TASK DIRECTIONS =>
Restate each entry below word for word, without skipping any.

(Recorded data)
# # # #
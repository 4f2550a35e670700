use serde::{Deserialize, Serialize};

use crate::domain::card::Card;
use crate::domain::chips::Chips;
use crate::domain::hand::HandCategory;
use crate::domain::{ParticipantId, RoundId};

/// Тип события в раунде.
#[derive(Clone, Debug, Serialize, Deserialize, PartialEq, Eq)]
pub enum RoundEventKind {
    /// Раунд начался.
    RoundStarted { round_id: RoundId, bet_amount: Chips },

    /// Ставка списана.
    BetPlaced {
        participant_id: ParticipantId,
        amount: Chips,
        balance_after: Chips,
        pot_after: Chips,
    },

    /// Ставка пропущена (не хватило фишек).
    BetSkipped {
        participant_id: ParticipantId,
        balance: Chips,
    },

    /// Участник получил карты.
    CardsDealt {
        participant_id: ParticipantId,
        cards: Vec<Card>,
    },

    /// Рука оценена (только Showdown).
    HandEvaluated {
        participant_id: ParticipantId,
        category: HandCategory,
    },

    /// Выплата банка.
    PotAwarded {
        participant_id: ParticipantId,
        amount: Chips,
    },

    /// Раунд завершён.
    RoundFinished { round_id: RoundId },
}

/// Событие с порядковым номером.
#[derive(Clone, Debug, Serialize, Deserialize, PartialEq, Eq)]
pub struct RoundEvent {
    pub index: u32,
    pub kind: RoundEventKind,
}

/// Полная история раунда.
#[derive(Clone, Debug, Default, Serialize, Deserialize, PartialEq, Eq)]
pub struct RoundHistory {
    pub events: Vec<RoundEvent>,
}

impl RoundHistory {
    pub fn new() -> Self {
        Self { events: Vec::new() }
    }

    pub fn push(&mut self, kind: RoundEventKind) {
        let idx = self.events.len() as u32;
        self.events.push(RoundEvent { index: idx, kind });
    }

    pub fn kinds(&self) -> impl Iterator<Item = &RoundEventKind> {
        self.events.iter().map(|e| &e.kind)
    }
}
# # # #
EXPECTED OUTPUT =>
repository 4f2550a35e670700
use serde::{Deserialize, Serialize};

use crate::domain::card::Card;
use crate::domain::chips::Chips;
use crate::domain::hand::HandCategory;
use crate::domain::{ParticipantId, RoundId};

/// Тип события в раунде.
#[derive(Clone, Debug, Serialize, Deserialize, PartialEq, Eq)]
pub enum RoundEventKind {
    /// Раунд начался.
    RoundStarted { round_id: RoundId, bet_amount: Chips },

    /// Ставка списана.
    BetPlaced {
        participant_id: ParticipantId,
        amount: Chips,
        balance_after: Chips,
        pot_after: Chips,
    },

    /// Ставка пропущена (не хватило фишек).
    BetSkipped {
        participant_id: ParticipantId,
        balance: Chips,
    },

    /// Участник получил карты.
    CardsDealt {
        participant_id: ParticipantId,
        cards: Vec<Card>,
    },

    /// Рука оценена (только Showdown).
    HandEvaluated {
        participant_id: ParticipantId,
        category: HandCategory,
    },

    /// Выплата банка.
    PotAwarded {
        participant_id: ParticipantId,
        amount: Chips,
    },

    /// Раунд завершён.
    RoundFinished { round_id: RoundId },
}

/// Событие с порядковым номером.
#[derive(Clone, Debug, Serialize, Deserialize, PartialEq, Eq)]
pub struct RoundEvent {
    pub index: u32,
    pub kind: RoundEventKind,
}

/// Полная история раунда.
#[derive(Clone, Debug, Default, Serialize, Deserialize, PartialEq, Eq)]
pub struct RoundHistory {
    pub events: Vec<RoundEvent>,
}

impl RoundHistory {
    pub fn new() -> Self {
        Self { events: Vec::new() }
    }

    pub fn push(&mut self, kind: RoundEventKind) {
        let idx = self.events.len() as u32;
        self.events.push(RoundEvent { index: idx, kind });
    }

    pub fn kinds(&self) -> impl Iterator<Item = &RoundEventKind> {
        self.events.iter().map(|e| &e.kind)
    }
}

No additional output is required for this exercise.